Cell Signaling and Communication

Billions of cells, each with a one-of-a-kind role and behavior, make up living systems. Our expertise in systems biology, functional genomics, and biochemistry, enhanced by state-of-the-art capabilities in high-resolution imaging and single-cell multi-omic measurements, helps untangle the mechanisms by which cells communicate and exchange chemical signals. Quantitative studies of how individual cells grow and interact with their neighbors or hosts provide a critical understanding of molecular-level events underpinning the behaviors of complex biological systems and their responses to the changing environment.

The science

Expertise in the Cell Signaling and Communication Integrated Research Platform (IRP) allows us to localize and isolate individual cells from complex biological samples for further structural and functional analyses. Then researchers can observe the live, intact cells and measure their unique responses over time to capture minute differences in cellular functions and outputs. Our technical capabilities enable labeling and characterization of subcellular structures and molecules in real time to quantify how, when, and where organisms exchange molecular signals and nutrients to foster interactions.
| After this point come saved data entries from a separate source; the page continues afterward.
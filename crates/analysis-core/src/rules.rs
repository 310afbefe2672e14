//! Rules-engine adapter and terminal-state short-circuit
//!
//! Board legality, check detection and SAN rendering are delegated to
//! `shakmaty`. Nothing here re-derives legality.

use crate::error::{AnalysisError, AnalysisOutcome};
use crate::position::PositionDescriptor;
use crate::types::{AnalysisResult, MoveEvaluation, Side};
use shakmaty::fen::Fen;
use shakmaty::san::SanPlus;
use shakmaty::uci::UciMove;
use shakmaty::{CastlingMode, Chess, Color, Position};

/// Parsed board for one position descriptor
#[derive(Debug, Clone)]
pub struct BoardState {
    position: Chess,
}

impl BoardState {
    /// Parse a descriptor into a legal board
    ///
    /// Descriptors that pass the structural check but describe an impossible
    /// board are still client errors.
    pub fn parse(descriptor: &PositionDescriptor) -> AnalysisOutcome<Self> {
        let fen: Fen = descriptor
            .as_str()
            .parse()
            .map_err(|e: shakmaty::fen::ParseFenError| AnalysisError::malformed(e.to_string()))?;
        let position: Chess = fen
            .into_position(CastlingMode::Standard)
            .map_err(|e| AnalysisError::malformed(e.to_string()))?;
        Ok(Self { position })
    }

    pub fn is_check(&self) -> bool {
        self.position.is_check()
    }

    pub fn is_checkmate(&self) -> bool {
        self.position.is_checkmate()
    }

    pub fn is_stalemate(&self) -> bool {
        self.position.is_stalemate()
    }

    pub fn is_terminal(&self) -> bool {
        self.is_checkmate() || self.is_stalemate()
    }

    pub fn side_to_move(&self) -> Side {
        match self.position.turn() {
            Color::White => Side::White,
            Color::Black => Side::Black,
        }
    }

    /// Render a UCI move as SAN against this (pre-move) board
    ///
    /// Returns `None` when the move is malformed or illegal here.
    pub fn to_readable_notation(&self, uci_move: &str) -> Option<String> {
        let uci: UciMove = uci_move.parse().ok()?;
        let m = uci.to_move(&self.position).ok()?;
        Some(SanPlus::from_move(self.position.clone(), &m).to_string())
    }
}

/// Build the no-moves result for checkmate or stalemate
///
/// Returns `None` when the side to move still has legal moves, in which case
/// the engine must be consulted.
pub fn terminal_result(
    descriptor: &PositionDescriptor,
    board: &BoardState,
) -> Option<AnalysisResult> {
    if !board.is_terminal() {
        return None;
    }
    let is_checkmate = board.is_checkmate();
    Some(AnalysisResult {
        position: descriptor.as_str().to_string(),
        best_move: MoveEvaluation::none(is_checkmate),
        ranked_moves: Vec::new(),
        side_to_move: board.side_to_move(),
        is_check: board.is_check(),
        is_checkmate,
        is_stalemate: board.is_stalemate(),
        served_from_cache: false,
    })
}
use analysis_core::{AnalysisError, AnalysisRequest, AnalysisResult, AnalysisService};
use axum::{
    extract::{rejection::JsonRejection, Json, State},
    http::{HeaderValue, StatusCode},
    response::{IntoResponse, Response},
    routing::{get, post},
    Router,
};
use serde::{Deserialize, Serialize};
use serde_json::json;
use std::sync::Arc;
use tower_http::cors::{AllowOrigin, Any, CorsLayer};
use tower_http::trace::TraceLayer;
use tracing::{error, warn};

/// Message returned for every server-side failure; details stay in the logs
const SERVER_ERROR_DETAIL: &str = "Engine analysis failed";

#[derive(Clone)]
pub struct AppState {
    pub service: Arc<AnalysisService>,
}

#[derive(Serialize, Deserialize)]
pub struct HealthResponse {
    pub status: String,
    pub engine_available: bool,
    pub version: String,
}

/// Request failure mapped onto an HTTP status with a `{"detail": ...}` body
#[derive(Debug)]
pub enum ApiError {
    /// Body missing, not JSON, or not shaped like an analysis request
    Body(JsonRejection),
    Analysis(AnalysisError),
}

impl From<AnalysisError> for ApiError {
    fn from(err: AnalysisError) -> Self {
        ApiError::Analysis(err)
    }
}

impl From<JsonRejection> for ApiError {
    fn from(rejection: JsonRejection) -> Self {
        ApiError::Body(rejection)
    }
}

impl IntoResponse for ApiError {
    fn into_response(self) -> Response {
        let err = match self {
            ApiError::Body(rejection) => {
                let detail = rejection.body_text();
                warn!(detail = %detail, "Rejected request body");
                return (rejection.status(), Json(json!({ "detail": detail }))).into_response();
            }
            ApiError::Analysis(err) => err,
        };
        let (status, detail) = if err.is_client_error() {
            warn!(error = %err, "Rejected analysis request");
            (StatusCode::BAD_REQUEST, err.to_string())
        } else {
            error!(error = %err, "Stockfish analysis failed");
            let status = match &err {
                AnalysisError::EngineUnavailable { .. } => StatusCode::SERVICE_UNAVAILABLE,
                _ => StatusCode::INTERNAL_SERVER_ERROR,
            };
            (status, SERVER_ERROR_DETAIL.to_string())
        };
        (status, Json(json!({ "detail": detail }))).into_response()
    }
}

/// Routes without middleware
pub fn router(service: Arc<AnalysisService>) -> Router {
    let state = AppState { service };

    Router::new()
        .route("/health", get(health))
        .route("/api/v1/analyse", post(analyse))
        .with_state(state)
}

/// Routes with request tracing and CORS
pub fn app(service: Arc<AnalysisService>, allowed_origins: &[String]) -> Router {
    router(service)
        .layer(cors_layer(allowed_origins))
        .layer(TraceLayer::new_for_http())
}

pub fn cors_layer(allowed_origins: &[String]) -> CorsLayer {
    let layer = CorsLayer::new().allow_methods(Any).allow_headers(Any);
    if allowed_origins.is_empty() || allowed_origins.iter().any(|o| o == "*") {
        return layer.allow_origin(Any);
    }
    let origins: Vec<HeaderValue> = allowed_origins
        .iter()
        .filter_map(|origin| match origin.parse() {
            Ok(value) => Some(value),
            Err(_) => {
                warn!(origin = %origin, "Ignoring unparseable CORS origin");
                None
            }
        })
        .collect();
    layer.allow_origin(AllowOrigin::list(origins))
}

async fn analyse(
    State(state): State<AppState>,
    payload: Result<Json<AnalysisRequest>, JsonRejection>,
) -> Result<Json<AnalysisResult>, ApiError> {
    let Json(request) = payload?;
    let result = state.service.analyse(&request).await?;
    Ok(Json(result))
}

async fn health(State(state): State<AppState>) -> Json<HealthResponse> {
    let engine_available = state.service.engine_health().await.is_available();
    Json(HealthResponse {
        status: if engine_available { "ok" } else { "degraded" }.to_string(),
        engine_available,
        version: env!("CARGO_PKG_VERSION").to_string(),
    })
}

#[cfg(test)]
mod tests {
    use super::*;
    use axum::body::Body;
    use axum::http::{header, Request};
    use tower::ServiceExt;

    async fn body_json(response: Response) -> serde_json::Value {
        let body = axum::body::to_bytes(response.into_body(), usize::MAX)
            .await
            .unwrap();
        serde_json::from_slice(&body).unwrap()
    }

    #[tokio::test]
    async fn test_client_error_returns_message() {
        let response = ApiError::Analysis(AnalysisError::malformed("must have at least 4 parts")).into_response();
        assert_eq!(response.status(), StatusCode::BAD_REQUEST);
        let body = body_json(response).await;
        assert_eq!(body["detail"], "Invalid FEN: must have at least 4 parts");
    }

    #[tokio::test]
    async fn test_engine_unavailable_hides_detail() {
        let response =
            ApiError::Analysis(AnalysisError::engine_unavailable("failed to launch /usr/games/stockfish"))
                .into_response();
        assert_eq!(response.status(), StatusCode::SERVICE_UNAVAILABLE);
        let body = body_json(response).await;
        assert_eq!(body["detail"], SERVER_ERROR_DETAIL);
    }

    #[tokio::test]
    async fn test_no_moves_is_internal_error() {
        let response = ApiError::Analysis(AnalysisError::NoMovesReturned {
            position: "8/8/8/8/8/8/8/K6k w - -".to_string(),
        })
        .into_response();
        assert_eq!(response.status(), StatusCode::INTERNAL_SERVER_ERROR);
        let body = body_json(response).await;
        assert_eq!(body["detail"], SERVER_ERROR_DETAIL);
    }

    #[test]
    fn test_health_response_serialization() {
        let response = HealthResponse {
            status: "ok".to_string(),
            engine_available: true,
            version: "0.1.0".to_string(),
        };
        let json = serde_json::to_string(&response).expect("Should serialize");
        assert!(json.contains("\"engine_available\":true"));
        assert!(json.contains("\"status\":\"ok\""));
    }

    async fn allowed_origin(allowed: &[&str], origin: &str) -> Option<String> {
        let allowed: Vec<String> = allowed.iter().map(|o| o.to_string()).collect();
        let app = Router::new()
            .route("/health", get(|| async { "ok" }))
            .layer(cors_layer(&allowed));
        let response = app
            .oneshot(
                Request::builder()
                    .method("OPTIONS")
                    .uri("/health")
                    .header(header::ORIGIN, origin)
                    .header(header::ACCESS_CONTROL_REQUEST_METHOD, "POST")
                    .body(Body::empty())
                    .unwrap(),
            )
            .await
            .unwrap();
        response
            .headers()
            .get(header::ACCESS_CONTROL_ALLOW_ORIGIN)
            .map(|value| value.to_str().unwrap().to_string())
    }

    #[tokio::test]
    async fn test_cors_wildcard_allows_any_origin() {
        assert_eq!(
            allowed_origin(&["*"], "https://www.chess.com").await.as_deref(),
            Some("*")
        );
        assert_eq!(
            allowed_origin(&[], "https://www.chess.com").await.as_deref(),
            Some("*")
        );
    }

    #[tokio::test]
    async fn test_cors_list_echoes_listed_origin_only() {
        let allowed = ["https://www.chess.com", "not a header\n"];
        assert_eq!(
            allowed_origin(&allowed, "https://www.chess.com").await.as_deref(),
            Some("https://www.chess.com")
        );
        assert_eq!(allowed_origin(&allowed, "https://evil.example").await, None);
    }
}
As we begin to better understand and differentiate single-cell behavior, we are poised to predict functional outputs of interconnected biological systems as a function of their environment. This enables an informed design of organisms and communities with highly improved environmental and industrial properties for biosecurity and health applications.

How we do the science

The amalgamation of high-throughput omics measurements with high-resolution visualization technologies serves as a stepping stone towards understanding the molecular interactions regulating a microbiome’s response in a quantitative and predictive fashion. The Cell Signaling and Communication IRP enables user science through its current capabilities and strengths in cell isolation, multi-omics measurements, and live and fixed single-cell fluorescent imaging, including the following: 

• Advanced sample preparation and cell separation technologies to isolate individual cells or unique populations based on their size or optical properties for propagation and downstream phenotyping and omics analyses. These approaches are crucial to obtaining samples from distinct microenvironments that allow us to assess functional heterogeneity within spatially structured communities. 

  • Fluorescence-activated cell sorting (FACS) 

  • Laser capture microdissection (LCM) 

  • High-precision single-cell isolation and dispensing (cellenONE) 

• Next-generation sequencing and mass spectrometry to capture micron-scale heterogeneities in gene and protein expression within distinct subpopulations or individual cells, which are otherwise lost using traditional bulk analysis. 

  • Nanodroplet processing in one pot for trace samples (NanoPOTS) 

  • Bulk single-species and meta-transcriptomic analyses 

  • Single-cell/subpopulation transcriptomics 

  • Split-pool barcoding transcriptomics

• New chemical biology and mass-spectrometry imaging to capture the interactions of small molecules and provide information on the movement, localization, and functional state of proteins/enzymes: 

  • Matrix-assisted laser desorption/ionization (MALDI) mass-spectrometry imaging (MSI) 

  • Activity-based probe imaging

  • Activity-based proteomics

• Single-molecule and super-resolution fluorescence microscopy helps us visualize morphological features and molecular complexes in live cells with nanometer spatial resolution, shedding light on the dynamics and localization of discrete functions within complex microbial systems. These capabilities are complemented with live microscopy measurements, which allow time-resolved observations with minimal damage to understand dynamic processes in live or intact cells: 

  • Structured illumination microscopy (SIM) with confocal Airyscan imaging 

  • Fluorescent in situ hybridization (FISH) 

  • NanoLive holographic microscopy 

  • Lattice light-sheet (LLS) live microscopy 

Research in action

Understanding plant metabolic pathways

Plants adapt to stressors and defend themselves through a variety of metabolic processes. One of these processes is the mevalonate (MVA) pathway. Scientists at the University of Missouri and EMSL used forward genetic screening to reveal the importance of mevalonate kinase, a critical enzyme in the MVA pathway, in plant metabolic signaling. Under stress conditions, plants release adenosine triphosphate (ATP) into their extracellular matrix. The researchers showed that MVA kinase directly interacts with an ATP receptor and becomes activated when extracellular ATP is present. This study highlights the importance of the MVA pathway in stress conditions.

Investigating gene regulation in brown rot fungi

Brown rot fungi are common wood decomposers that break down cellulose and produce carbohydrates. The genes that regulate these processes are poorly understood. Scientists from the University of Minnesota and EMSL found that expression of those genes differed depending on whether the brown rot fungi was decomposing wood or another carbon source. The team characterized RNA transcripts and analyzed enzymes to investigate carbon catabolites and how they affect gene expression. Their work indicates that fungi have specialized machinery to control gene expression during wood rot.